As an adult, Busch, a local artist and the owner of the downtown business the Plant People, has continued to draw on the versatility of her childhood experiences through many outlets, including her work as a floral designer and as a multi-media artist. Like many artists, managing the balance between her business and her personal projects can be a tricky thing -- even though her profession is a creative one, her mind is crowded with ideas for artistic ventures outside the scope of her business.

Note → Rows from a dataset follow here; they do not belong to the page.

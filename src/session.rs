//! Driver instances and device sessions
//!
//! A [`Driver`] holds the configuration and the engine. Each
//! [`Driver::open`] creates a [`Session`] that owns its resource table and
//! memory-map slots, and tears them down on [`Session::close`] or drop.

use std::sync::atomic::{AtomicU64, Ordering};
use std::sync::{Arc, Mutex, MutexGuard};

use tracing::{debug, info, warn};

use crate::config::DriverConfig;
use crate::dispatch::{Completion, Dispatcher};
use crate::engine::soft::SoftEngine;
use crate::engine::Engine;
use crate::lifecycle::{LifecycleModule, ModuleRegistry, ShimLedger};
use crate::memmap::{AnonymousPageAllocator, MemoryMapTable, PageAllocator};
use crate::resource::ResourceTable;
use crate::{Error, Result};

static NEXT_SESSION_ID: AtomicU64 = AtomicU64::new(1);

/// State of one session, shared with the lifecycle modules
///
/// The table locks are held only while a slot is looked up or changed.
pub struct SessionState {
    resources: Mutex<ResourceTable>,
    mappings: Mutex<MemoryMapTable>,
    ledger: Arc<ShimLedger>,
    max_transfer_size: u32,
}

impl SessionState {
    pub fn new(config: &DriverConfig, ledger: Arc<ShimLedger>) -> Self {
        Self {
            resources: Mutex::new(ResourceTable::new(
                config.max_resource_slots,
                Arc::clone(&ledger),
            )),
            mappings: Mutex::new(MemoryMapTable::new(
                config.max_memmap_slots,
                config.max_map_pages,
                Arc::clone(&ledger),
            )),
            ledger,
            max_transfer_size: config.max_transfer_size,
        }
    }

    pub fn ledger(&self) -> &Arc<ShimLedger> {
        &self.ledger
    }

    pub fn resources(&self) -> MutexGuard<'_, ResourceTable> {
        self.resources.lock().unwrap_or_else(|e| e.into_inner())
    }

    pub fn mappings(&self) -> MutexGuard<'_, MemoryMapTable> {
        self.mappings.lock().unwrap_or_else(|e| e.into_inner())
    }

    pub fn max_transfer_size(&self) -> u32 {
        self.max_transfer_size
    }
}

/// A loaded driver instance
pub struct Driver {
    config: DriverConfig,
    engine: Arc<dyn Engine>,
    allocator: Arc<dyn PageAllocator>,
    extra_modules: Vec<Arc<dyn LifecycleModule>>,
}

impl Driver {
    /// Create a driver over `engine`, pinning pages with the anonymous allocator.
    pub fn new(config: DriverConfig, engine: Arc<dyn Engine>) -> Result<Self> {
        config.validate()?;
        info!(
            "Driver loaded: {} resource slots, {} memory-map slots",
            config.max_resource_slots, config.max_memmap_slots
        );
        Ok(Self {
            config,
            engine,
            allocator: Arc::new(AnonymousPageAllocator),
            extra_modules: Vec::new(),
        })
    }

    /// Create a driver over a [`SoftEngine`] with default limits.
    pub fn soft(config: DriverConfig) -> Result<Self> {
        Self::new(config, Arc::new(SoftEngine::default()))
    }

    /// Create a driver over `/dev/kvm`.
    #[cfg(target_os = "linux")]
    pub fn kvm(config: DriverConfig) -> Result<Self> {
        let engine = crate::engine::kvm::KvmEngine::new(config.max_memmap_slots)?;
        Self::new(config, Arc::new(engine))
    }

    /// Use a different page allocator for memory-map slots.
    pub fn with_allocator(mut self, allocator: Arc<dyn PageAllocator>) -> Self {
        self.allocator = allocator;
        self
    }

    /// Run `module` after the configured ones in every session.
    pub fn with_module(mut self, module: Arc<dyn LifecycleModule>) -> Self {
        self.extra_modules.push(module);
        self
    }

    pub fn config(&self) -> &DriverConfig {
        &self.config
    }

    pub fn engine(&self) -> &Arc<dyn Engine> {
        &self.engine
    }

    /// Open a session: bring up the modules, then the engine.
    pub fn open(&self) -> Result<Session> {
        let id = NEXT_SESSION_ID.fetch_add(1, Ordering::Relaxed);
        let state = SessionState::new(&self.config, ShimLedger::new());

        let mut modules = ModuleRegistry::from_kinds(&self.config.modules);
        for module in &self.extra_modules {
            modules.register(Arc::clone(module));
        }
        modules.bring_up(&state, self.engine.as_ref())?;

        info!("Session {} opened", id);
        Ok(Session {
            id,
            state,
            modules,
            engine: Arc::clone(&self.engine),
            allocator: Arc::clone(&self.allocator),
            closed: false,
        })
    }
}

impl Drop for Driver {
    fn drop(&mut self) {
        debug!("Driver unloaded");
    }
}

/// An open device session
pub struct Session {
    id: u64,
    state: SessionState,
    modules: ModuleRegistry,
    engine: Arc<dyn Engine>,
    allocator: Arc<dyn PageAllocator>,
    closed: bool,
}

impl Session {
    pub fn id(&self) -> u64 {
        self.id
    }

    pub fn state(&self) -> &SessionState {
        &self.state
    }

    /// Serve one control request. A closed session rejects everything.
    pub fn control(&self, code: u32, input: &[u8], output: &mut [u8]) -> Completion {
        if self.closed {
            let e = Error::SessionClosed(self.id);
            warn!("Rejected request {:#x}: {}", code, e);
            return Completion::failed(e.status());
        }
        Dispatcher::new(&self.state, self.engine.as_ref(), self.allocator.as_ref())
            .dispatch(code, input, output)
    }

    /// Cleanup notification ahead of close; leaves all state in place.
    pub fn cleanup(&self) -> Completion {
        debug!("Session {} cleanup", self.id);
        Completion::success(0)
    }

    /// Release every VCPU, then every VM, close all memory-map slots, shut
    /// the engine down and release the modules. Safe to call twice.
    pub fn close(&mut self) {
        if self.closed {
            return;
        }
        self.closed = true;

        self.state.resources().release_all();
        self.state.mappings().close_all();
        self.modules.tear_down(&self.state, self.engine.as_ref());
        info!("Session {} closed", self.id);
    }
}

impl Drop for Session {
    fn drop(&mut self) {
        self.close();
    }
}
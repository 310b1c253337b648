//! Virtualization engine interface
//!
//! The control plane never programs VT-x itself. It drives an [`Engine`]
//! that hands out VM and VCPU objects:
//!
//! - [`SoftEngine`](soft::SoftEngine): portable software engine, used by the
//!   test-suite and on hosts without hardware virtualization
//! - **Linux**: [`KvmEngine`](kvm::KvmEngine), the same interface over `/dev/kvm`
//!
//! Engine objects carry their own synchronization; the dispatcher may call
//! into different VCPUs of one VM from different threads.

pub mod memory;
pub mod paging;
pub mod soft;

#[cfg(target_os = "linux")]
pub mod kvm;

use std::sync::Arc;

use hvport_protocol::{MemoryRegion, RunBlock};
use kvm_bindings::{kvm_regs, kvm_sregs, kvm_translation};
use thiserror::Error;

/// Result type for engine calls
pub type EngineResult<T> = std::result::Result<T, EngineError>;

/// Failures reported by an engine
///
/// Each variant carries the errno a Unix VMM client expects to see for it.
#[derive(Error, Debug, Clone, Copy, PartialEq, Eq)]
pub enum EngineError {
    /// The engine has not been brought up, or has been shut down
    #[error("engine is not initialized")]
    NotInitialized,

    /// No capacity left for another VM or VCPU
    #[error("engine capacity exhausted")]
    Exhausted,

    /// Host memory allocation failed
    #[error("out of memory")]
    NoMemory,

    #[error("invalid argument")]
    InvalidArgument,

    /// The object (VCPU id, memory range) already exists
    #[error("object already exists")]
    Exists,

    #[error("no such object")]
    NotFound,

    /// A guest address has no backing memory
    #[error("guest address {0:#x} is not backed by memory")]
    Fault(u64),

    /// The VM has no guest memory to run from
    #[error("no guest memory region configured")]
    NoMemoryRegion,

    /// The object was already released
    #[error("object has been released")]
    Released,

    /// Raw errno from the host
    #[error("engine call failed with errno {0}")]
    Os(i32),
}

impl EngineError {
    /// Positive errno for this failure.
    pub fn errno(&self) -> i32 {
        match self {
            EngineError::NotInitialized => libc::ENODEV,
            EngineError::Exhausted => libc::ENOSPC,
            EngineError::NoMemory => libc::ENOMEM,
            EngineError::InvalidArgument => libc::EINVAL,
            EngineError::Exists => libc::EEXIST,
            EngineError::NotFound => libc::ENOENT,
            EngineError::Fault(_) | EngineError::NoMemoryRegion => libc::EFAULT,
            EngineError::Released => libc::EBADF,
            EngineError::Os(errno) => *errno,
        }
    }
}

/// MSR indices an engine saves across VM exits and the ones it emulates.
#[derive(Debug, Clone, Default, PartialEq, Eq)]
pub struct MsrIndexList {
    pub saved: Vec<u32>,
    pub emulated: Vec<u32>,
}

impl MsrIndexList {
    pub fn len(&self) -> usize {
        self.saved.len() + self.emulated.len()
    }

    pub fn is_empty(&self) -> bool {
        self.len() == 0
    }

    /// Saved indices followed by emulated ones.
    pub fn indices(&self) -> Vec<u32> {
        self.saved.iter().chain(self.emulated.iter()).copied().collect()
    }
}

/// Trait to represent a virtualization engine
///
/// `init` and `shutdown` bracket every device session; an engine shared by
/// several sessions counts them.
pub trait Engine: Send + Sync {
    /// Bring the engine up for one more session.
    fn init(&self) -> EngineResult<()>;
    /// Drop one session's reference to the engine.
    fn shutdown(&self);
    /// Create a VM.
    fn create_vm(&self) -> EngineResult<Arc<dyn VmObject>>;
    /// MSRs the engine saves and emulates.
    fn msr_index_list(&self) -> MsrIndexList;
}

/// Trait to represent an engine VM
pub trait VmObject: Send + Sync {
    /// Create a VCPU with the given id, bound to this VM.
    fn create_vcpu(&self, id: u32) -> EngineResult<Arc<dyn VcpuObject>>;
    /// Create, replace or (with a zero size) delete a guest memory slot.
    fn set_memory_region(&self, region: &MemoryRegion) -> EngineResult<()>;
    /// Bitmap of pages written since the previous call, one bit per page.
    fn get_dirty_log(&self, slot: u32) -> EngineResult<Vec<u64>>;
    /// Release hook, invoked once when the owning resource slot is cleared.
    fn release(&self);
}

/// Trait to represent an engine VCPU
pub trait VcpuObject: Send + Sync {
    fn id(&self) -> u32;
    fn get_regs(&self) -> EngineResult<kvm_regs>;
    fn set_regs(&self, regs: &kvm_regs) -> EngineResult<()>;
    fn get_sregs(&self) -> EngineResult<kvm_sregs>;
    fn set_sregs(&self, sregs: &kvm_sregs) -> EngineResult<()>;
    /// Translate a guest virtual address through the current paging mode.
    fn translate(&self, gva: u64) -> EngineResult<kvm_translation>;
    /// Queue an external interrupt.
    fn interrupt(&self, vector: u32) -> EngineResult<()>;
    /// Enter the guest and fill `run` with the exit.
    ///
    /// An `Err` means the run call itself failed; a guest exit the engine
    /// flags as an error is an `Ok` with the matching exit reason.
    fn run(&self, run: &mut RunBlock) -> EngineResult<()>;
    /// Copy guest virtual memory into `dst`, returning the bytes copied.
    fn read_guest(&self, gva: u64, dst: &mut [u8]) -> EngineResult<usize>;
    /// Copy `src` into guest virtual memory, returning the bytes copied.
    fn write_guest(&self, gva: u64, src: &[u8]) -> EngineResult<usize>;
    /// Release hook, invoked once when the owning resource slot is cleared.
    fn release(&self);
}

Last week, Busch made a move that might help her free up a little time: She relocated her business from a highly visible Seward Street location to a less public spot on Franklin Street. She plans to continue with the core of the Plant People’s services -- commercial and residential plant care – but she’ll no longer have a retail store. Without the pressures of retail rent and fast moving employees, she hopes to be able to focus on projects she’s put on hold for years. Among them, a chance to put the welding skills from her teenage days to use.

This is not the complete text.